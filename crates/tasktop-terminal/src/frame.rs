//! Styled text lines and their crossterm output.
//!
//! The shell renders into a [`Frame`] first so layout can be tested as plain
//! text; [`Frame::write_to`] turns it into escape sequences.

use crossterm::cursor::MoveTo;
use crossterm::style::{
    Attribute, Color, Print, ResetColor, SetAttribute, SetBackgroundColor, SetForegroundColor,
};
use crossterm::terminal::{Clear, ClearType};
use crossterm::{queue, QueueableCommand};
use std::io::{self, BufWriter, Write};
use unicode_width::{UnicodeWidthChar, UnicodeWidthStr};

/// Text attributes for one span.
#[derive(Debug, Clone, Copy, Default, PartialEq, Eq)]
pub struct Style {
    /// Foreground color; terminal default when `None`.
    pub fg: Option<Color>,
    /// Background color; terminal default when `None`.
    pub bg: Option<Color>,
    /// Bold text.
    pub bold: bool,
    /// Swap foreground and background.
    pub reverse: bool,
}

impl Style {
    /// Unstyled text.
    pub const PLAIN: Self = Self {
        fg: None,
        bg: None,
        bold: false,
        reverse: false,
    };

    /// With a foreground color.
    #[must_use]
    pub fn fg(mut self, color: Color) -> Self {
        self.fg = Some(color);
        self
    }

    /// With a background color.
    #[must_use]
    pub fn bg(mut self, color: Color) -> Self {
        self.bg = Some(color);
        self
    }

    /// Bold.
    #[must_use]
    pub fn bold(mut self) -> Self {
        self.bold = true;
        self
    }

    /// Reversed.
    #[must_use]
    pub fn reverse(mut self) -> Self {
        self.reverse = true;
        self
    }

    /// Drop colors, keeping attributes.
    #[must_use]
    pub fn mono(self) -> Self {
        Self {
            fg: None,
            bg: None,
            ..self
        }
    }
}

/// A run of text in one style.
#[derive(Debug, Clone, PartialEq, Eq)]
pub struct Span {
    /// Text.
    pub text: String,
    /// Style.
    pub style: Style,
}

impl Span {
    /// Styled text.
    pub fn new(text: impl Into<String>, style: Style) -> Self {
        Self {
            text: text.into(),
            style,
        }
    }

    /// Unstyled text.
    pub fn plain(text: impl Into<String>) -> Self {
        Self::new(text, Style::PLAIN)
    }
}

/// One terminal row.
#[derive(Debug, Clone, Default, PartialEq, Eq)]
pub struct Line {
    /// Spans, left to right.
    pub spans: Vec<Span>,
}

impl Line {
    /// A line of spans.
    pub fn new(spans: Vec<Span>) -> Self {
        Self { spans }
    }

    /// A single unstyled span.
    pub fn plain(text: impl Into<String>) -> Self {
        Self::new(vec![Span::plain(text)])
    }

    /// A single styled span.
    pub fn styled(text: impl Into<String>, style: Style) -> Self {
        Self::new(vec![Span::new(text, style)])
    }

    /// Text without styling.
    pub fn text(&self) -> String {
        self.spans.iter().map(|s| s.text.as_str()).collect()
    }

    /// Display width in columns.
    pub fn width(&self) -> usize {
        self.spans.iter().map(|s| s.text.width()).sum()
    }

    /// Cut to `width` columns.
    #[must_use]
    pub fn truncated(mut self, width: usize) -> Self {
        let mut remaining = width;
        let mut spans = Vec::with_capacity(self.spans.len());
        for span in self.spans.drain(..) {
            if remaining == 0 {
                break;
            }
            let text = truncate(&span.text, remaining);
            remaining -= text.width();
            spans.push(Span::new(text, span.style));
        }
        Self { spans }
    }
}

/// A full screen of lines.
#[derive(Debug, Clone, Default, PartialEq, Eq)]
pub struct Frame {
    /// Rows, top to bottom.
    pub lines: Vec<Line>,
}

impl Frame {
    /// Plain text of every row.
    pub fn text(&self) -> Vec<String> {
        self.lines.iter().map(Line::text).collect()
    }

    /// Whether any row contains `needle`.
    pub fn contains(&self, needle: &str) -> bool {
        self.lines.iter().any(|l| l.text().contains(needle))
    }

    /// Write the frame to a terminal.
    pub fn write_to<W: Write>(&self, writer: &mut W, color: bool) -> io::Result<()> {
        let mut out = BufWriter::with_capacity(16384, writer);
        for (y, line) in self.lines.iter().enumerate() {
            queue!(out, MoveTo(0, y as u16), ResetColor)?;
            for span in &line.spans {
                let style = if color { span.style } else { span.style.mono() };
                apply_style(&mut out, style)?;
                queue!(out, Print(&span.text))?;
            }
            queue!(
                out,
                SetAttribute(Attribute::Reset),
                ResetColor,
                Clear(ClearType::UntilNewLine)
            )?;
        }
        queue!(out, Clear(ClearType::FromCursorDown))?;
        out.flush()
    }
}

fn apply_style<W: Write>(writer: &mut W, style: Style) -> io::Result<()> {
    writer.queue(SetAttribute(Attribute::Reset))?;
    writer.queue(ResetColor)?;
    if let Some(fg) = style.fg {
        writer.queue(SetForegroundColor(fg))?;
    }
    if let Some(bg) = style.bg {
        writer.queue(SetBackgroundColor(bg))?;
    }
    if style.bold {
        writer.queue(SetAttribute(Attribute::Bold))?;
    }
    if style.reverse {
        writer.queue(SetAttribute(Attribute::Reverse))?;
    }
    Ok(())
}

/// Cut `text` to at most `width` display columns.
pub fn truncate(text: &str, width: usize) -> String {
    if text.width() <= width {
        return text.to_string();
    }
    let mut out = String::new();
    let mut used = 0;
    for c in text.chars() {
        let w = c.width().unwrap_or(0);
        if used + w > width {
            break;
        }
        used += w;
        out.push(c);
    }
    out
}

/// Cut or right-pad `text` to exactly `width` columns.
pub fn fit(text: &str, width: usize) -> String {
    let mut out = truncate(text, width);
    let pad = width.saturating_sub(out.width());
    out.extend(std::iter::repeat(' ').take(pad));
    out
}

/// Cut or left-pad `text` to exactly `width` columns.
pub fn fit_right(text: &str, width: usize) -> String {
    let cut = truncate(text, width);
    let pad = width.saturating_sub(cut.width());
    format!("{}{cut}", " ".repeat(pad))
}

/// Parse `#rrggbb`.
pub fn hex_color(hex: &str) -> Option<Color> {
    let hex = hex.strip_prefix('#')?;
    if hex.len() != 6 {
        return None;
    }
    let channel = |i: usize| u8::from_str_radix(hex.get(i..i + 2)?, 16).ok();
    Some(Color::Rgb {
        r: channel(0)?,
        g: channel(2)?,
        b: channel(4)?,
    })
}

━━━━━━━━━━━━━━━━

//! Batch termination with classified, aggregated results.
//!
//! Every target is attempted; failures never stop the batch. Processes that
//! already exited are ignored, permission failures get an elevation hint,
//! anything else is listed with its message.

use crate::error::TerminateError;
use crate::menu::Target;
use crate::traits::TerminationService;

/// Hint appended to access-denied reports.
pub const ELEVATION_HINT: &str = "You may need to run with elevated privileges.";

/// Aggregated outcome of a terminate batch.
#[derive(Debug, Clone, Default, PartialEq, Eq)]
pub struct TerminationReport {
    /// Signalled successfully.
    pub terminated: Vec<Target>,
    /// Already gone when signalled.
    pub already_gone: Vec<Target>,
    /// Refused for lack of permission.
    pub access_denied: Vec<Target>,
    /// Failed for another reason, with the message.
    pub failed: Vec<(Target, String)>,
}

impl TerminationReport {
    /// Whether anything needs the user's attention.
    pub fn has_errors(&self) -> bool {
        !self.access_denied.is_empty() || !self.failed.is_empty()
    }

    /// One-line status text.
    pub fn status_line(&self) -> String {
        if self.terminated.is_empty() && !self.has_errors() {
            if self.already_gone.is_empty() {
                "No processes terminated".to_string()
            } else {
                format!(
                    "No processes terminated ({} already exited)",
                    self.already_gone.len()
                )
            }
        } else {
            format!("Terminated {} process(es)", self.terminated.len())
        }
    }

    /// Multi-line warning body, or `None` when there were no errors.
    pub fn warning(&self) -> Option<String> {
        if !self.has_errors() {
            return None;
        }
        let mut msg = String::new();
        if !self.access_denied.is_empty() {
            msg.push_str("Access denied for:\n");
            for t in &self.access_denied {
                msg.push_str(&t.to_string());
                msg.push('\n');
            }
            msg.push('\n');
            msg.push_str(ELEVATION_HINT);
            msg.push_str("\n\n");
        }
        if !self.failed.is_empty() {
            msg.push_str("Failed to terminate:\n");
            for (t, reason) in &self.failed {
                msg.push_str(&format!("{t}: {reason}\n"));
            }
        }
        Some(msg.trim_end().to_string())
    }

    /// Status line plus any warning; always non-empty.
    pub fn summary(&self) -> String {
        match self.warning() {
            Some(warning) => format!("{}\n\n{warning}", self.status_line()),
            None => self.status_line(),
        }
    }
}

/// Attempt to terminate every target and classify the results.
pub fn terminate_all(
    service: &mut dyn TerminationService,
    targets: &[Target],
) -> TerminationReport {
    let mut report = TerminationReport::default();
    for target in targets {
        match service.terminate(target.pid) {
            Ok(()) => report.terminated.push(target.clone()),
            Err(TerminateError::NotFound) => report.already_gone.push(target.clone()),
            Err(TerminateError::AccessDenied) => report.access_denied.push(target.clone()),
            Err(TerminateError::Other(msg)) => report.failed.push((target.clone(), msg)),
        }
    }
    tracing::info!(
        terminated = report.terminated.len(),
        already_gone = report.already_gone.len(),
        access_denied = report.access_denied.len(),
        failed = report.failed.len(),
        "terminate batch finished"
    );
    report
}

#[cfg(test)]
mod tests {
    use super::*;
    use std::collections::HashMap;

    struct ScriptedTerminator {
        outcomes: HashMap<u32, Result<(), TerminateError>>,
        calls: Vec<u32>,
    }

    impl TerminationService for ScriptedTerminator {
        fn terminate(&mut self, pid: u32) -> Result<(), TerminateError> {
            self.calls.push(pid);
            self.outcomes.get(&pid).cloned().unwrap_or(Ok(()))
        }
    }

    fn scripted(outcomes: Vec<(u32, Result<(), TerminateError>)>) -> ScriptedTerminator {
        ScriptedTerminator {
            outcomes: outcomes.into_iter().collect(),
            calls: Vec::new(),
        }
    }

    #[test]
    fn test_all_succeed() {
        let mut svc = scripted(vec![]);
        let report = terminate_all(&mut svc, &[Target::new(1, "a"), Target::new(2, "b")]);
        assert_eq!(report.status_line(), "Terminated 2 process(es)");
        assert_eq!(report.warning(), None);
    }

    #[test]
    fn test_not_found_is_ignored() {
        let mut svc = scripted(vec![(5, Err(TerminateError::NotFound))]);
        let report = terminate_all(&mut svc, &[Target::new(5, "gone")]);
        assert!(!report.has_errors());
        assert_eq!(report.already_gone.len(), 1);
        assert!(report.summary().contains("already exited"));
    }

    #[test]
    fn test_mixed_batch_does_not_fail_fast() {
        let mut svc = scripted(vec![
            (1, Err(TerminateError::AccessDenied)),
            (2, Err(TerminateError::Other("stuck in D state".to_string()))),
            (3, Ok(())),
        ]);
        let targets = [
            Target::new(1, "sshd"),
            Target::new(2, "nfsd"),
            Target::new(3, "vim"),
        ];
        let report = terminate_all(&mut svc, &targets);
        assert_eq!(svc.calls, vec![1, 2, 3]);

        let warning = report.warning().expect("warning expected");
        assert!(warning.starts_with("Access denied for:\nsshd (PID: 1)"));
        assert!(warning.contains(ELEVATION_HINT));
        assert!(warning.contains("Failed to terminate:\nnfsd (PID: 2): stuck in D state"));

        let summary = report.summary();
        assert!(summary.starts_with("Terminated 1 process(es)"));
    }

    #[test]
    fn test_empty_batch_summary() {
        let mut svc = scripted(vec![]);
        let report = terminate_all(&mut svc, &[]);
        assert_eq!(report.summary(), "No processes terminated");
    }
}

━━━━━━━━━━━━━━━━

◆ Exercise prompt ◆
Keep both end lines and retype everything in the records above from the line containing "filename crates/tasktop-terminal/src/frame.rs" through the line containing "into escape sequences.", exactly, with nothing else.

◆ Expected output ◆
filename crates/tasktop-terminal/src/frame.rs
//! Styled text lines and their crossterm output.
//!
//! The shell renders into a [`Frame`] first so layout can be tested as plain
//! text; [`Frame::write_to`] turns it into escape sequences.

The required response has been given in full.